Scene #1 老人

 前触れなく場面は変わる。


 これは、夢の中の話だからだ。


 ……


 老人は、ある夕方、田畑を突っ切る道路の側溝に足を踏み入れ、転倒した。


 工場勤務の帰りで、缶ビール片手に歩いていた。酔いはまだ訪れていなかったが、疲れていた。急に高まった気温が、体力を奪っていたのかも知れない。老人はふらつきながら、道路の端の方を歩いていた。


 最後の一段を知らず降りた階段のように、突然床が抜けた。視界が回転し、衝撃が訪れる直前、老人は「転ぶ」と思った。実際に転んでから気付くのではなく、その直前に転倒を予測し、認識できたことを、老人はまんざらではなく思った。衝撃は、面的ではなく、線的だった。右半身に頭頂からくるぶしまでカッターナイフで切り裂かれたような痛みがあった。

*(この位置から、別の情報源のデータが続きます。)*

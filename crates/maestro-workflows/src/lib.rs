pub mod callables;
pub mod error;
pub mod registry;
pub mod runner;
pub mod spec;

pub use error::{Result, WorkflowError};
pub use registry::WorkflowRegistry;
pub use runner::{WorkflowRunOutcome, WorkflowRunRequest, WorkflowService};
pub use spec::{StageMode, StageSpec, StepSpec, WorkflowDescriptor, WorkflowSpec};
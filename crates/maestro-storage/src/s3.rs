//! S3-compatible backend (AWS S3 or MinIO, path-style addressing).
//!
//! Signs requests with SigV4 directly; presigned downloads use the
//! query-string variant so clients need no credentials.

use async_trait::async_trait;
use hmac::{Hmac, Mac};
use sha2::{Digest, Sha256};
use std::time::Duration;
use tracing::debug;

use maestro_core::config::ObjectStoreConfig;

use crate::error::{Result, StorageError};
use crate::port::ObjectStore;

type HmacSha256 = Hmac<Sha256>;

const SERVICE: &str = "s3";
const UNSIGNED_PAYLOAD: &str = "UNSIGNED-PAYLOAD";

#[derive(Debug)]
pub struct S3ObjectStore {
    client: reqwest::Client,
    endpoint: String,
    bucket: String,
    region: String,
    access_key: String,
    secret_key: String,
}

impl S3ObjectStore {
    pub fn from_config(config: &ObjectStoreConfig) -> Result<Self> {
        let bucket = config
            .bucket
            .clone()
            .ok_or_else(|| StorageError::Config("object_store.bucket is required".into()))?;
        let endpoint = config
            .endpoint
            .clone()
            .unwrap_or_else(|| format!("https://s3.{}.amazonaws.com", config.region));
        let access_key = config
            .access_key
            .clone()
            .ok_or_else(|| StorageError::Config("object_store.access_key is required".into()))?;
        let secret_key = config
            .secret_key
            .clone()
            .ok_or_else(|| StorageError::Config("object_store.secret_key is required".into()))?;
        Ok(Self {
            client: reqwest::Client::new(),
            endpoint: endpoint.trim_end_matches('/').to_string(),
            bucket,
            region: config.region.clone(),
            access_key,
            secret_key,
        })
    }

    fn object_url(&self, key: &str) -> String {
        format!("{}/{}/{}", self.endpoint, self.bucket, key)
    }

    fn canonical_path(&self, key: &str) -> String {
        format!("/{}/{}", self.bucket, key)
    }

    fn host(&self) -> String {
        self.endpoint
            .trim_start_matches("https://")
            .trim_start_matches("http://")
            .to_string()
    }

    /// Authorization header for a server-side request.
    fn sign_request(
        &self,
        method: &str,
        key: &str,
        payload_hash: &str,
        amz_date: &str,
    ) -> String {
        let date = &amz_date[..8];
        let canonical_headers = format!(
            "host:{}\nx-amz-content-sha256:{}\nx-amz-date:{}\n",
            self.host(),
            payload_hash,
            amz_date
        );
        let signed_headers = "host;x-amz-content-sha256;x-amz-date";
        let canonical_request = format!(
            "{method}\n{}\n\n{canonical_headers}\n{signed_headers}\n{payload_hash}",
            self.canonical_path(key)
        );
        let scope = format!("{date}/{}/{SERVICE}/aws4_request", self.region);
        let string_to_sign = format!(
            "AWS4-HMAC-SHA256\n{amz_date}\n{scope}\n{}",
            sha256_hex(canonical_request.as_bytes())
        );
        let signature = hex::encode(hmac_chain(&self.secret_key, date, &self.region, &string_to_sign));
        format!(
            "AWS4-HMAC-SHA256 Credential={}/{scope}, SignedHeaders={signed_headers}, Signature={signature}",
            self.access_key
        )
    }

    async fn send(
        &self,
        method: reqwest::Method,
        key: &str,
        body: Option<(Vec<u8>, &str)>,
    ) -> Result<reqwest::Response> {
        let amz_date = amz_timestamp();
        let payload_hash = match &body {
            Some((bytes, _)) => sha256_hex(bytes),
            None => sha256_hex(b""),
        };
        let auth = self.sign_request(method.as_str(), key, &payload_hash, &amz_date);

        let mut req = self
            .client
            .request(method, self.object_url(key))
            .header("authorization", auth)
            .header("x-amz-content-sha256", payload_hash)
            .header("x-amz-date", amz_date);
        if let Some((bytes, mime)) = body {
            req = req.header("content-type", mime).body(bytes);
        }
        Ok(req.send().await?)
    }
}

#[async_trait]
impl ObjectStore for S3ObjectStore {
    fn name(&self) -> &str {
        "s3"
    }

    async fn put_object(&self, key: &str, bytes: Vec<u8>, mime_type: &str) -> Result<()> {
        let resp = self
            .send(reqwest::Method::PUT, key, Some((bytes, mime_type)))
            .await?;
        if !resp.status().is_success() {
            let status = resp.status();
            let text = resp.text().await.unwrap_or_default();
            return Err(StorageError::Backend(format!("PUT {key}: {status}: {text}")));
        }
        debug!(key, "object stored");
        Ok(())
    }

    async fn get_object_bytes(&self, key: &str) -> Result<Vec<u8>> {
        let resp = self.send(reqwest::Method::GET, key, None).await?;
        if resp.status().as_u16() == 404 {
            return Err(StorageError::NotFound {
                key: key.to_string(),
            });
        }
        if !resp.status().is_success() {
            let status = resp.status();
            return Err(StorageError::Backend(format!("GET {key}: {status}")));
        }
        Ok(resp.bytes().await?.to_vec())
    }

    async fn get_presigned_download(&self, key: &str, ttl: Duration) -> Result<String> {
        let amz_date = amz_timestamp();
        let date = &amz_date[..8];
        let scope = format!("{date}/{}/{SERVICE}/aws4_request", self.region);
        let credential = format!("{}/{scope}", self.access_key).replace('/', "%2F");
        let query = format!(
            "X-Amz-Algorithm=AWS4-HMAC-SHA256&X-Amz-Credential={credential}\
             &X-Amz-Date={amz_date}&X-Amz-Expires={}&X-Amz-SignedHeaders=host",
            ttl.as_secs()
        );
        let canonical_headers = format!("host:{}\n", self.host());
        let canonical_request = format!(
            "GET\n{}\n{query}\n{canonical_headers}\nhost\n{UNSIGNED_PAYLOAD}",
            self.canonical_path(key)
        );
        let string_to_sign = format!(
            "AWS4-HMAC-SHA256\n{amz_date}\n{scope}\n{}",
            sha256_hex(canonical_request.as_bytes())
        );
        let signature = hex::encode(hmac_chain(&self.secret_key, date, &self.region, &string_to_sign));
        Ok(format!(
            "{}?{query}&X-Amz-Signature={signature}",
            self.object_url(key)
        ))
    }

    async fn delete_object(&self, key: &str) -> Result<()> {
        let resp = self.send(reqwest::Method::DELETE, key, None).await?;
        // 404 is fine: deletes are idempotent
        if !resp.status().is_success() && resp.status().as_u16() != 404 {
            let status = resp.status();
            return Err(StorageError::Backend(format!("DELETE {key}: {status}")));
        }
        Ok(())
    }
}

fn amz_timestamp() -> String {
    chrono::Utc::now().format("%Y%m%dT%H%M%SZ").to_string()
}

fn sha256_hex(bytes: &[u8]) -> String {
    hex::encode(Sha256::digest(bytes))
}

fn hmac_raw(key: &[u8], data: &str) -> Vec<u8> {
    let mut mac = HmacSha256::new_from_slice(key).expect("hmac accepts any key length");
    mac.update(data.as_bytes());
    mac.finalize().into_bytes().to_vec()
}

/// SigV4 key derivation: secret → date → region → service → request.
fn hmac_chain(secret: &str, date: &str, region: &str, string_to_sign: &str) -> Vec<u8> {
    let k_date = hmac_raw(format!("AWS4{secret}").as_bytes(), date);
    let k_region = hmac_raw(&k_date, region);
    let k_service = hmac_raw(&k_region, SERVICE);
    let k_signing = hmac_raw(&k_service, "aws4_request");
    hmac_raw(&k_signing, string_to_sign)
}

#[cfg(test)]
mod tests {
    use super::*;

    fn store() -> S3ObjectStore {
        S3ObjectStore::from_config(&ObjectStoreConfig {
            provider: maestro_core::config::ObjectStoreProvider::Minio,
            bucket: Some("maestro".into()),
            endpoint: Some("http://127.0.0.1:9000".into()),
            region: "us-east-1".into(),
            access_key: Some("minioadmin".into()),
            secret_key: Some("minioadmin".into()),
        })
        .unwrap()
    }

    #[test]
    fn urls_are_path_style() {
        let s = store();
        assert_eq!(
            s.object_url("payload/t/c/1.json.gz"),
            "http://127.0.0.1:9000/maestro/payload/t/c/1.json.gz"
        );
        assert_eq!(s.host(), "127.0.0.1:9000");
    }

    #[test]
    fn missing_credentials_fail_configuration() {
        let err = S3ObjectStore::from_config(&ObjectStoreConfig {
            provider: maestro_core::config::ObjectStoreProvider::S3,
            bucket: Some("maestro".into()),
            endpoint: None,
            region: "us-east-1".into(),
            access_key: None,
            secret_key: None,
        })
        .unwrap_err();
        assert!(matches!(err, StorageError::Config(_)));
    }

    #[tokio::test]
    async fn presigned_url_carries_sigv4_query() {
        let s = store();
        let url = s
            .get_presigned_download("asset/t/a/f.png", Duration::from_secs(900))
            .await
            .unwrap();
        assert!(url.contains("X-Amz-Algorithm=AWS4-HMAC-SHA256"));
        assert!(url.contains("X-Amz-Expires=900"));
        assert!(url.contains("X-Amz-Signature="));
    }
}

 老人はしばらく、自分がどういう状況にあるのかを考えなかった。老人は自分に無頓着だった。自己顕示欲の裏返しとしての無頓着、偽物の無頓着ではなく、実際、自分に興味がなかった。だが、状況は徐々に明らかになった。興味はなくても、目は見えており、耳は聞こえており、身体は痛かった。老人は、道路に沿って嵌めこまれたコンクリ製の側溝に、挟まっていた。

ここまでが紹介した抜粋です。